Any route or boulder problem that starts out of or near an occupied campsite may not be done without first obtaining the campsite occupant's permission.
Gillian in the upper (crux) finger crack. Photogra...
Description
From the bulletin board at Hidden Valley Campground, turn around and walk approximately 50' west to the base of the route.
Jam up hand crack for 10', then angle diagonally up and right. About two-thirds of the way up the route, step left and continue up vertical finger crack (crux) to top.
Belay on gear, NOT the bolted anchor to the right.
Descent: Single rope rappel from 2-bolt anchor 20' right of the top of the climb.
Safety Note: I have witnessed multiple parties attempting to toprope the route off of the rap anchors which lie 20' to the right of the route. Really bad idea, as a fall would result in a phenomenal swing to the right.
By Andrew Gram Administrator From: Denver, CO Nov 4, 2002
I love this climb. There is absolutely no reason to have an accident on this one - there is great gear every 2 feet if you want it. This would be an excellent beginner lead.
Maybe one move of 5.7 stepping out of the crack on to the little slab. A #.75 cam protects the exit from the crack quite well. All in all, a friendly climb that will leave a smile on your face.
The route has great gear up until the vertical crack section at the top. A small cam (yellow alien worked for me) can be placed midway through the crack, and its probably the best gear in this section, IMO. A few nut options exist, but I wouldn't say they're the best. However, even if you were to fall here, all the awesome gear below the vertical crack will keep you safe.
By mmurduff From: Foothill Ranch, CA Oct 30, 2005 rating: 5.7
Great gear up the end where I almost always place a small (pink) tri-cam before ending the climb. A must do!

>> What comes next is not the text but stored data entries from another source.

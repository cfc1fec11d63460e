// Copyright (C) 2026 Fred Clausen
// Use of this source code is governed by an MIT-style
// license that can be found in the LICENSE file or at
// https://opensource.org/licenses/MIT.

//! Demonstration data set.
//!
//! Loads one small, complete tournament so the reporting views have
//! something to show. Everything is inserted in a single transaction; a
//! failure part-way leaves the database untouched.

use apda_tab_domain::{DebaterExperience, JudgeExperience, UserRole};
use diesel::prelude::*;
use diesel::{MysqlConnection, SqliteConnection};
use time::Date;
use time::macros::date;
use tracing::info;

use crate::backend::PersistenceBackend;
use crate::data_models::SampleDataSummary;
use crate::diesel_schema::{
    debaters, judges, matchups, performances, rounds, teams, tournament_users, tournaments, users,
};
use crate::error::PersistenceError;

pub const SAMPLE_TOURNAMENT_NAME: &str = "Test Cup";
pub const SAMPLE_TOURNAMENT_DATE: Date = date!(2025 - 05 - 01);

const SAMPLE_TEAMS: [&str; 2] = ["Brown A", "Yale B"];

/// (name, experience, index into `SAMPLE_TEAMS`)
const SAMPLE_DEBATERS: [(&str, DebaterExperience, usize); 4] = [
    ("Avery Chen", DebaterExperience::Varsity, 0),
    ("Blake Morgan", DebaterExperience::Novice, 0),
    ("Casey Patel", DebaterExperience::Varsity, 1),
    ("Devon Ruiz", DebaterExperience::Novice, 1),
];

const SAMPLE_JUDGES: [(&str, JudgeExperience); 2] = [
    ("Harper Lee", JudgeExperience::Experienced),
    ("Jordan Kim", JudgeExperience::Novice),
];

const SAMPLE_USERS: [(&str, UserRole); 3] = [
    ("Morgan Ellis", UserRole::Organizer),
    ("Riley Shaw", UserRole::Administrator),
    ("Harper Lee", UserRole::Judge),
];

/// Speaks per debater, one column per round.
const SAMPLE_SPEAKS: [[f64; 2]; 4] = [[26.5, 27.0], [25.0, 25.5], [26.0, 26.25], [24.75, 25.25]];

backend_fn! {
/// Inserts the demonstration tournament and its participants.
///
/// Calling this twice creates a second, independent copy: names are not
/// unique anywhere in the schema.
///
/// # Errors
///
/// Returns an error if any insert fails; nothing is committed in that case.
pub fn load_sample_data(conn: &mut _) -> Result<SampleDataSummary, PersistenceError> {
    conn.transaction::<_, PersistenceError, _>(|conn| {
        let mut summary: SampleDataSummary = SampleDataSummary::default();

        diesel::insert_into(tournaments::table)
            .values((
                tournaments::name.eq(SAMPLE_TOURNAMENT_NAME),
                tournaments::date.eq(SAMPLE_TOURNAMENT_DATE),
            ))
            .execute(conn)?;
        let tournament_id: i64 = conn.get_last_insert_rowid()?;
        summary.tournament_ids.push(tournament_id);

        for round_number in 1..=2_i32 {
            diesel::insert_into(rounds::table)
                .values((
                    rounds::tournament_id.eq(tournament_id),
                    rounds::round_number.eq(round_number),
                ))
                .execute(conn)?;
            let round_id: i64 = conn.get_last_insert_rowid()?;
            summary.round_ids.push(round_id);

            diesel::insert_into(matchups::table)
                .values(matchups::round_id.eq(round_id))
                .execute(conn)?;
            summary.matchup_ids.push(conn.get_last_insert_rowid()?);
        }

        for team in SAMPLE_TEAMS {
            diesel::insert_into(teams::table)
                .values(teams::name.eq(team))
                .execute(conn)?;
            summary.team_ids.push(conn.get_last_insert_rowid()?);
        }

        for (name, experience, team_index) in SAMPLE_DEBATERS {
            let team_id: Option<i64> = summary.team_ids.get(team_index).copied();
            diesel::insert_into(debaters::table)
                .values((
                    debaters::name.eq(name),
                    debaters::experience_level.eq(experience.as_str()),
                    debaters::team_id.eq(team_id),
                ))
                .execute(conn)?;
            summary.debater_ids.push(conn.get_last_insert_rowid()?);
        }

        for (name, experience) in SAMPLE_JUDGES {
            diesel::insert_into(judges::table)
                .values((
                    judges::name.eq(name),
                    judges::experience_level.eq(experience.as_str()),
                ))
                .execute(conn)?;
            summary.judge_ids.push(conn.get_last_insert_rowid()?);
        }

        for (name, role) in SAMPLE_USERS {
            diesel::insert_into(users::table)
                .values((users::name.eq(name), users::role.eq(role.as_str())))
                .execute(conn)?;
            summary.user_ids.push(conn.get_last_insert_rowid()?);
        }

        let debater_ids: Vec<i64> = summary.debater_ids.clone();
        let round_ids: Vec<i64> = summary.round_ids.clone();
        for (debater_id, speaks_by_round) in debater_ids.iter().zip(SAMPLE_SPEAKS) {
            for (round_id, speaks) in round_ids.iter().zip(speaks_by_round) {
                diesel::insert_into(performances::table)
                    .values((
                        performances::debater_id.eq(*debater_id),
                        performances::round_id.eq(*round_id),
                        performances::speaks.eq(speaks),
                        performances::feedback.eq(Some("Clear extensions, watch time.")),
                    ))
                    .execute(conn)?;
                summary.performance_ids.push(conn.get_last_insert_rowid()?);
            }
        }

        for user_id in &summary.user_ids {
            diesel::insert_into(tournament_users::table)
                .values((
                    tournament_users::tournament_id.eq(tournament_id),
                    tournament_users::user_id.eq(*user_id),
                ))
                .execute(conn)?;
        }

        info!(
            tournament_id,
            debaters = summary.debater_ids.len(),
            performances = summary.performance_ids.len(),
            "Loaded sample data"
        );

        Ok(summary)
    })
}
}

By Adam Stackhouse Administrator From: Escondido, Ca Jun 4, 2006 rating: 5.7+
I remember leading this route many years ago, and found the (my) nut placements to be a bit wanting on the top crack, but since it was well below my leading ability, I paid little attention to it. Probably best for a leader at the 5.9 grade to feel comfortable about this climb.
Hands down one of the best climbs for beginning leaders. Protection is fairly decent, yet small. Good crack for practicing stopper placements. Climb is sort of a mix of slab and crack climbing. The last bit of the climb is the crux. You hit a vertical crack with limited protection options. I think I got a small cam in there somewhere at the start. Then there is a couple of slabby moves to the top.
The top is where the climb is really awesome for beginner trad climbers. It has everything you could want for setting up an awesome anchor off gear. Perfect horizontal crack that will take some small to medium sized cams, and bomber stopper placements. If you really want the extra back up, throw some slings around the juggy type erosional features just above the crack.
Rap off the rings on the bolts to the climbers right, or easier and somewhat safe, drop the rope into the two gated hooks.
By ccmski From: Prescott, AZ Oct 26, 2009 rating: 5.6
Easy route with a 1 move crux. Good for breaking into the grade. Make sure to belay off gear above the climb(as in the beta above) and not the rap chains or you'll set you second up for a nasty pendulum that the entire campground can see.